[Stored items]
Segment Open
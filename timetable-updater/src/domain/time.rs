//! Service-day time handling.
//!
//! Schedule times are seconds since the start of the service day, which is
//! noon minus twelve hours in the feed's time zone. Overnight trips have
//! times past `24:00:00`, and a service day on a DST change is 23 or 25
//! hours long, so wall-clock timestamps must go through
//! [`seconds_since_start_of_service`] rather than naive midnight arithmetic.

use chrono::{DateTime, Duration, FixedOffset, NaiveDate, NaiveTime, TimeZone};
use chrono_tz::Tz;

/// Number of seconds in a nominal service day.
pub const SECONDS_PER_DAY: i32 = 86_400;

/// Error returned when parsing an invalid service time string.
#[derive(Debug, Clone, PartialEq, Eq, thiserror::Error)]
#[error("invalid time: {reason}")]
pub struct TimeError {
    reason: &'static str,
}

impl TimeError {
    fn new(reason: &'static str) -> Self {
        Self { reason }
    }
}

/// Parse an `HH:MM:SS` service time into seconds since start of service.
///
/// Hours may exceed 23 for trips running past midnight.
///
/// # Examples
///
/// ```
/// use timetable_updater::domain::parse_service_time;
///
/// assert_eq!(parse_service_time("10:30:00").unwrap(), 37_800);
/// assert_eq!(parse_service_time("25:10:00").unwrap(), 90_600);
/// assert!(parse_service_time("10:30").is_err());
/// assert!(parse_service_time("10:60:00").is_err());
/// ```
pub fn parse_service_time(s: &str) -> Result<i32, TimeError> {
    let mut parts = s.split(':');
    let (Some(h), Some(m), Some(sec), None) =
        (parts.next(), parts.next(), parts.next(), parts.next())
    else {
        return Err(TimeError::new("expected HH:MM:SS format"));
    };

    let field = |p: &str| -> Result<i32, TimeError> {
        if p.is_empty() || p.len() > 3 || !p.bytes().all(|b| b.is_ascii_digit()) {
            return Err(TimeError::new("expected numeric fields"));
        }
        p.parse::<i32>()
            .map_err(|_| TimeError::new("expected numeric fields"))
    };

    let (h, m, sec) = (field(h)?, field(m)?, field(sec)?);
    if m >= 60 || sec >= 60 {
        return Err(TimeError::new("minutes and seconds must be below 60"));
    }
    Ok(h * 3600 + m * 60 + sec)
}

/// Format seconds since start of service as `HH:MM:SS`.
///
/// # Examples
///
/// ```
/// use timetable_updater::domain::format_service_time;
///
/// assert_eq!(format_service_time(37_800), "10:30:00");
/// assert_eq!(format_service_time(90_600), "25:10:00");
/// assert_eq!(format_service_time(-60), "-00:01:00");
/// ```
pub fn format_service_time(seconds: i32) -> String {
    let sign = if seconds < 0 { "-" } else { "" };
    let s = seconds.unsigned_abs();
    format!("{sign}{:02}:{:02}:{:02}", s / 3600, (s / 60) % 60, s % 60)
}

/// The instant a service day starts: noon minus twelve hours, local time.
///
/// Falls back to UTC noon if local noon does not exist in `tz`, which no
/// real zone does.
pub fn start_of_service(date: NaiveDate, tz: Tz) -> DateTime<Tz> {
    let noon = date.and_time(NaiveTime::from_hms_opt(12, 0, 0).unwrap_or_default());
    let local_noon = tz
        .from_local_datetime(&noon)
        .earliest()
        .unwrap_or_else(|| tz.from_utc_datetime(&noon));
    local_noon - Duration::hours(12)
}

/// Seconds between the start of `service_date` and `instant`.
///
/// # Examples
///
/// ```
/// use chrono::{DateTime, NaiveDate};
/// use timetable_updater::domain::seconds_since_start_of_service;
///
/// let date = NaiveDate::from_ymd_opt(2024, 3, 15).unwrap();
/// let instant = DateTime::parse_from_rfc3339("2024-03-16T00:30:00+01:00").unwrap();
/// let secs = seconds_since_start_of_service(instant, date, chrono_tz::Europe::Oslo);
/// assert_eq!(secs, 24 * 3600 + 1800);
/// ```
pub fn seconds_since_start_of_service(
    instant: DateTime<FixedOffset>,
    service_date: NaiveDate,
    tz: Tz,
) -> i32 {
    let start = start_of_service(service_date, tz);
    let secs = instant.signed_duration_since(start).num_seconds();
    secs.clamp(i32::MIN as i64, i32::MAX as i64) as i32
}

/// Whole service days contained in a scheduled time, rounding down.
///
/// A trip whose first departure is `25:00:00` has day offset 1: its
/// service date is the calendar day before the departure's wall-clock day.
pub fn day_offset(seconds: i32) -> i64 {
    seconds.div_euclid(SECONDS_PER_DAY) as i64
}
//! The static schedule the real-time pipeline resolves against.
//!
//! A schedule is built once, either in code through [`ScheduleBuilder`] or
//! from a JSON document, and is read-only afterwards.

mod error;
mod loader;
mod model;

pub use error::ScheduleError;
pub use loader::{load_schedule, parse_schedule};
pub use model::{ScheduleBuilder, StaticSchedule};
Segment Closed
What to produce: Please give all the entries above again, exactly as they stand.

Task response:
filename timetable-updater/src/domain/time.rs
//! Service-day time handling.
//!
//! Schedule times are seconds since the start of the service day, which is
//! noon minus twelve hours in the feed's time zone. Overnight trips have
//! times past `24:00:00`, and a service day on a DST change is 23 or 25
//! hours long, so wall-clock timestamps must go through
//! [`seconds_since_start_of_service`] rather than naive midnight arithmetic.

use chrono::{DateTime, Duration, FixedOffset, NaiveDate, NaiveTime, TimeZone};
use chrono_tz::Tz;

/// Number of seconds in a nominal service day.
pub const SECONDS_PER_DAY: i32 = 86_400;

/// Error returned when parsing an invalid service time string.
#[derive(Debug, Clone, PartialEq, Eq, thiserror::Error)]
#[error("invalid time: {reason}")]
pub struct TimeError {
    reason: &'static str,
}

impl TimeError {
    fn new(reason: &'static str) -> Self {
        Self { reason }
    }
}

/// Parse an `HH:MM:SS` service time into seconds since start of service.
///
/// Hours may exceed 23 for trips running past midnight.
///
/// # Examples
///
/// ```
/// use timetable_updater::domain::parse_service_time;
///
/// assert_eq!(parse_service_time("10:30:00").unwrap(), 37_800);
/// assert_eq!(parse_service_time("25:10:00").unwrap(), 90_600);
/// assert!(parse_service_time("10:30").is_err());
/// assert!(parse_service_time("10:60:00").is_err());
/// ```
pub fn parse_service_time(s: &str) -> Result<i32, TimeError> {
    let mut parts = s.split(':');
    let (Some(h), Some(m), Some(sec), None) =
        (parts.next(), parts.next(), parts.next(), parts.next())
    else {
        return Err(TimeError::new("expected HH:MM:SS format"));
    };

    let field = |p: &str| -> Result<i32, TimeError> {
        if p.is_empty() || p.len() > 3 || !p.bytes().all(|b| b.is_ascii_digit()) {
            return Err(TimeError::new("expected numeric fields"));
        }
        p.parse::<i32>()
            .map_err(|_| TimeError::new("expected numeric fields"))
    };

    let (h, m, sec) = (field(h)?, field(m)?, field(sec)?);
    if m >= 60 || sec >= 60 {
        return Err(TimeError::new("minutes and seconds must be below 60"));
    }
    Ok(h * 3600 + m * 60 + sec)
}

/// Format seconds since start of service as `HH:MM:SS`.
///
/// # Examples
///
/// ```
/// use timetable_updater::domain::format_service_time;
///
/// assert_eq!(format_service_time(37_800), "10:30:00");
/// assert_eq!(format_service_time(90_600), "25:10:00");
/// assert_eq!(format_service_time(-60), "-00:01:00");
/// ```
pub fn format_service_time(seconds: i32) -> String {
    let sign = if seconds < 0 { "-" } else { "" };
    let s = seconds.unsigned_abs();
    format!("{sign}{:02}:{:02}:{:02}", s / 3600, (s / 60) % 60, s % 60)
}

/// The instant a service day starts: noon minus twelve hours, local time.
///
/// Falls back to UTC noon if local noon does not exist in `tz`, which no
/// real zone does.
pub fn start_of_service(date: NaiveDate, tz: Tz) -> DateTime<Tz> {
    let noon = date.and_time(NaiveTime::from_hms_opt(12, 0, 0).unwrap_or_default());
    let local_noon = tz
        .from_local_datetime(&noon)
        .earliest()
        .unwrap_or_else(|| tz.from_utc_datetime(&noon));
    local_noon - Duration::hours(12)
}

/// Seconds between the start of `service_date` and `instant`.
///
/// # Examples
///
/// ```
/// use chrono::{DateTime, NaiveDate};
/// use timetable_updater::domain::seconds_since_start_of_service;
///
/// let date = NaiveDate::from_ymd_opt(2024, 3, 15).unwrap();
/// let instant = DateTime::parse_from_rfc3339("2024-03-16T00:30:00+01:00").unwrap();
/// let secs = seconds_since_start_of_service(instant, date, chrono_tz::Europe::Oslo);
/// assert_eq!(secs, 24 * 3600 + 1800);
/// ```
pub fn seconds_since_start_of_service(
    instant: DateTime<FixedOffset>,
    service_date: NaiveDate,
    tz: Tz,
) -> i32 {
    let start = start_of_service(service_date, tz);
    let secs = instant.signed_duration_since(start).num_seconds();
    secs.clamp(i32::MIN as i64, i32::MAX as i64) as i32
}

/// Whole service days contained in a scheduled time, rounding down.
///
/// A trip whose first departure is `25:00:00` has day offset 1: its
/// service date is the calendar day before the departure's wall-clock day.
pub fn day_offset(seconds: i32) -> i64 {
    seconds.div_euclid(SECONDS_PER_DAY) as i64
}
//! The static schedule the real-time pipeline resolves against.
//!
//! A schedule is built once, either in code through [`ScheduleBuilder`] or
//! from a JSON document, and is read-only afterwards.

mod error;
mod loader;
mod model;

pub use error::ScheduleError;
pub use loader::{load_schedule, parse_schedule};
pub use model::{ScheduleBuilder, StaticSchedule};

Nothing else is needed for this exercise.